Autonomous Driving: Boosting Optical Flow with Synthetic Data

Real-world data KITTI vs synthetic data Parallel Domain
Parallel Domain’s synthetic data
Parallel Domain’s synthetic data

Optical flow is defined as the task of estimating per-pixel motion between video frames. Optical flow models take two sequential frames as input and return as output a flow vector that predicts where each pixel in the first frame will be in the second frame. Optical flow is an important task for autonomous driving, but real-world flow data is very hard to label. For humans, it can actually be impossible to label. Labeling can only be done using LiDAR information to estimate object motion, whether dynamic or static, from the ego trajectory. Because LiDAR scans are inherently sparse, the very few public optical flow datasets are also sparse. A way around this problem is to use synthetic data, where dense flow labels are readily available. This post goes over how synthetic data can improve optical flow tasks and how tuning Parallel Domain’s synthetic data to mitigate important domain gaps can lead to major performance improvements.

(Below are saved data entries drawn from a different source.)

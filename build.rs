const COMMANDS: &[&str] = &[
    "get_constants",
    "mount_camera",
    "update_camera",
    "unmount_camera",
    "get_camera_status",
    "take_picture",
    "record",
    "stop_recording",
    "pause_recording",
    "resume_recording",
    "pause_preview",
    "resume_preview",
    "get_supported_ratios",
    "get_camera_ids",
    "get_supported_preview_fps_range",
    "get_available_picture_sizes",
];

fn main() {
    tauri_plugin::Builder::new(COMMANDS)
        .android_path("android")
        .ios_path("ios")
        .build();
}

How Synthetic Data can Improve Optical Flow Tasks

 Real-world data KITTI vs synthetic data Parallel Domain
Comparing the optical flow labels of the real-world data KITTI (left) and the synthetic data Parallel Domain (right). The color indicates the direction and magnitude of flow.

A major strength of synthetic data is that you can generate as much perfectly labeled data as you like. Synthetic optical flow data is accurate and can have dense optical flow labels so that every pixel has a flow label. One major advantage of using synthetic data is that machine learning practitioners can iterate not just on loss or architecture, but also the datasets themselves. This means that scenes, maps, scenarios, sensors, and flow magnitudes can be quickly tailored.

Commonly used Synthetic Optical Flow Datasets

Because there is so little real optical flow data, researchers typically pretrain their models on synthetic flow datasets with non-commercial license agreements like Flying Chairs (FC) and Flying Things (FT). Note that neither of these datasets emulate autonomous vehicle scenes and both contain surreal elements (e.g., random backgrounds from Flickr, CGI foreground objects) placed and rotated randomly to offer a wide variety of optical flow motions. To fine-tune their models for autonomous vehicle applications, researchers use a real-world dataset like KITTI-flow (2015 version) which contains only 200 training samples with another 200 test samples hidden behind an inaccessible test server. This dataset is one of the few publicly available optical flow dataset for autonomous driving and is used extensively to publish results and benchmarks.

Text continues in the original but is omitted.